Une étude de l’Institut de physique CAS a réfuté les allégations de supraconductivité dans le LK-99, un composé que l’on pensait auparavant présenter une supraconductivité à pression ambiante. La recherche a révélé que les propriétés observées du composé étaient dues à la transition structurelle de premier ordre des impuretés Cu2S, et non à la supraconductivité. Cette conclusion dissipe la confusion suscitée par des affirmations antérieures qui avaient provoqué une sensation virale parmi les scientifiques et le public.
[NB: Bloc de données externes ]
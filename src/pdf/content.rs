//! Page contents to PDF content stream operators.

use super::page::{PageContents, Stroke, TextRun};
use crate::colour::Colour;
use std::io::Write;

#[allow(clippy::write_with_newline)]
pub(crate) fn render_contents(contents: &[PageContents]) -> Result<Vec<u8>, std::io::Error> {
    let mut content: Vec<u8> = Vec::new();

    for item in contents {
        write!(content, "q\n")?;
        match item {
            PageContents::Text(run) => render_text(&mut content, run)?,
            PageContents::Line { from, to, stroke } => {
                write_stroke(&mut content, stroke)?;
                write!(content, "{} {} m\n", from.0, from.1)?;
                write!(content, "{} {} l\nS\n", to.0, to.1)?;
            }
            PageContents::Rect { rect, fill, stroke } => {
                if let Some(stroke) = stroke {
                    write_stroke(&mut content, stroke)?;
                }
                if let Some(fill) = fill {
                    write_colour(&mut content, *fill, "rg")?;
                }
                write!(
                    content,
                    "{} {} {} {} re\n",
                    rect.x1,
                    rect.y1,
                    rect.x2 - rect.x1,
                    rect.y2 - rect.y1
                )?;
                let op = match (fill.is_some(), stroke.is_some()) {
                    (true, true) => "B",
                    (true, false) => "f",
                    (false, true) => "S",
                    (false, false) => "n",
                };
                write!(content, "{op}\n")?;
            }
            PageContents::Image { image, position } => {
                write!(
                    content,
                    "{} 0 0 {} {} {} cm\n",
                    position.x2 - position.x1,
                    position.y2 - position.y1,
                    position.x1,
                    position.y1
                )?;
                write!(content, "/I{} Do\n", image.index())?;
            }
        }
        write!(content, "Q\n")?;
    }

    Ok(content)
}

#[allow(clippy::write_with_newline)]
fn render_text(content: &mut Vec<u8>, run: &TextRun) -> Result<(), std::io::Error> {
    write_colour(content, run.colour, "rg")?;
    write!(content, "BT\n")?;
    write!(content, "/F{} {} Tf\n", run.font.index(), run.em)?;
    write!(content, "{} Tz\n", run.scale)?;
    write!(content, "{} {} Td\n", run.x, run.y)?;
    write!(content, "<")?;
    for gid in &run.glyphs {
        write!(content, "{gid:04x}")?;
    }
    write!(content, "> Tj\n")?;
    write!(content, "ET\n")?;

    if let Some((offset, thickness)) = run.underline {
        write!(
            content,
            "{} {} {} {} re\nf\n",
            run.x,
            run.y + offset - thickness * 0.5,
            run.width,
            thickness
        )?;
    }
    Ok(())
}

fn write_stroke(content: &mut Vec<u8>, stroke: &Stroke) -> Result<(), std::io::Error> {
    write_colour(content, stroke.colour, "RG")?;
    writeln!(content, "{} w", stroke.width)
}

fn write_colour(content: &mut Vec<u8>, colour: Colour, op: &str) -> Result<(), std::io::Error> {
    let (r, g, b) = colour.components();
    writeln!(content, "{r} {g} {b} {op}")
}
De nouvelles recherches ont réfuté les allégations de supraconductivité du LK-99, montrant que ses propriétés résultent de la transition structurelle des impuretés Cu2S, et non de la supraconductivité.
Dans une étude publiée dans Matièredes chercheurs dirigés par le professeur Jianlin Luo de l’Institut de physique de l’Académie chinoise des sciences (CAS) ont observé que le Pb10-xCuX(PO4)6O (0,9
Allégations de supraconductivité et sensation virale
Sukbae Lee et ses collègues sud-coréens ont affirmé plus tôt que le LK-99 se comporte comme un supraconducteur à pression ambiante, avec une température critique (Tc) jusqu’à 127 °C (400 K). Cette nouvelle révolutionnaire a enthousiasmé les scientifiques ainsi que les internautes en raison de son impact potentiel sur la technologie.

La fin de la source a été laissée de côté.